More than a third of the UK workforce is experiencing anxiety, depression, or stress, according to a survey of employees in junior and senior roles.
Mental health problems are said to affect around one in six people in any given week. Of 2,000 workers who responded, 34 per cent said they had a health and wellbeing problem.
The findings, published by management consultancy firm PwC, come as NHS managers warn that the Government’s commitment to improving mental health services is being undermined by rising demand, staff shortages and the failure of funding to reach the front line.
The survey found two in five, 39 per cent, of employees said they had taken time off work or reduced their responsibilities due to their health.
And nearly a quarter, 23 per cent, said they do not think their organisation takes employee wellbeing seriously.
Theresa May has promised to reform mental health legislation and the Queen’s Speech said the Government will “ensure that mental health is prioritised in the NHS in England”.

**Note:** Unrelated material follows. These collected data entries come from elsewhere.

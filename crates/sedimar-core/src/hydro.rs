//! River hydrograph records.
//!
//! A `Hydro` bundle describes the flow at a river mouth for one flood
//! event: channel geometry, velocity, bed-load flux and the suspended
//! concentration of each grain class above the bed-load class.

use serde::{Deserialize, Serialize};

#[derive(Debug, Clone, PartialEq, Serialize, Deserialize)]
#[serde(rename_all = "camelCase")]
pub struct Hydro {
    /// Event duration (days)
    pub duration: f64,

    /// Channel width (m)
    pub width: f64,

    /// Channel depth (m)
    pub depth: f64,

    /// Flow velocity (m/s)
    pub velocity: f64,

    /// Bed-load mass flux (kg/s)
    pub bed_load: f64,

    /// Suspended concentration of each suspended class (kg/m^3)
    pub concentration: Vec<f64>,
}

impl Hydro {
    pub fn new(n_suspended: usize) -> Self {
        Self {
            duration: 1.0,
            width: 0.0,
            depth: 0.0,
            velocity: 0.0,
            bed_load: 0.0,
            concentration: vec![0.0; n_suspended],
        }
    }

    /// Volume discharge of water (m^3/s)
    pub fn water_flux(&self) -> f64 {
        self.width * self.depth * self.velocity
    }

    /// Mass flux of suspended sediment (kg/s)
    pub fn suspended_flux(&self) -> f64 {
        self.water_flux() * self.concentration.iter().sum::<f64>()
    }

    /// Total sediment mass flux, bed load included (kg/s)
    pub fn total_load(&self) -> f64 {
        self.bed_load + self.suspended_flux()
    }

    /// Density of the sediment-laden flow (kg/m^3), given the density of
    /// the carrier water and the grain density of each suspended class.
    pub fn flow_density(&self, rho_water: f64, grain_density: &[f64]) -> f64 {
        let mut rho = rho_water;
        for (c, rho_g) in self.concentration.iter().zip(grain_density) {
            if *rho_g > 0.0 {
                rho += c * (1.0 - rho_water / rho_g);
            }
        }
        rho
    }

    /// Scale the event's sediment content by `f`, water untouched.
    pub fn adjust_mass(&mut self, f: f64) {
        self.bed_load *= f;
        for c in &mut self.concentration {
            *c *= f;
        }
    }
}

#[cfg(test)]
mod tests {
    use super::*;

    #[test]
    fn test_fluxes() {
        let hydro = Hydro {
            duration: 1.0,
            width: 100.0,
            depth: 2.0,
            velocity: 1.0,
            bed_load: 10.0,
            concentration: vec![0.1, 0.05],
        };
        assert!((hydro.water_flux() - 200.0).abs() < 1e-12);
        assert!((hydro.suspended_flux() - 30.0).abs() < 1e-12);
        assert!((hydro.total_load() - 40.0).abs() < 1e-12);
    }

    #[test]
    fn test_flow_density_exceeds_water() {
        let hydro = Hydro {
            duration: 1.0,
            width: 100.0,
            depth: 2.0,
            velocity: 1.0,
            bed_load: 0.0,
            concentration: vec![5.0],
        };
        let rho = hydro.flow_density(1000.0, &[2650.0]);
        assert!(rho > 1000.0 && rho < 1010.0);
    }
}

However, of those who had taken time off work for health reasons, 39 per cent said they did not feel comfortable telling their employer about the issue.
Previous research by mental health charity Mind found that nearly half (48 per cent) of all public sector workers have been forced to take time off because of problems with their mental health.
Madeleine McGivern, head of workplace wellbeing programmes at Mind, told The Independent at the time he lack of support for employees suffering from mental ill health was “concerning”, and said although the numbers were higher in the public sector, they were also considerable in the private sector and so support must be improved “across the board”.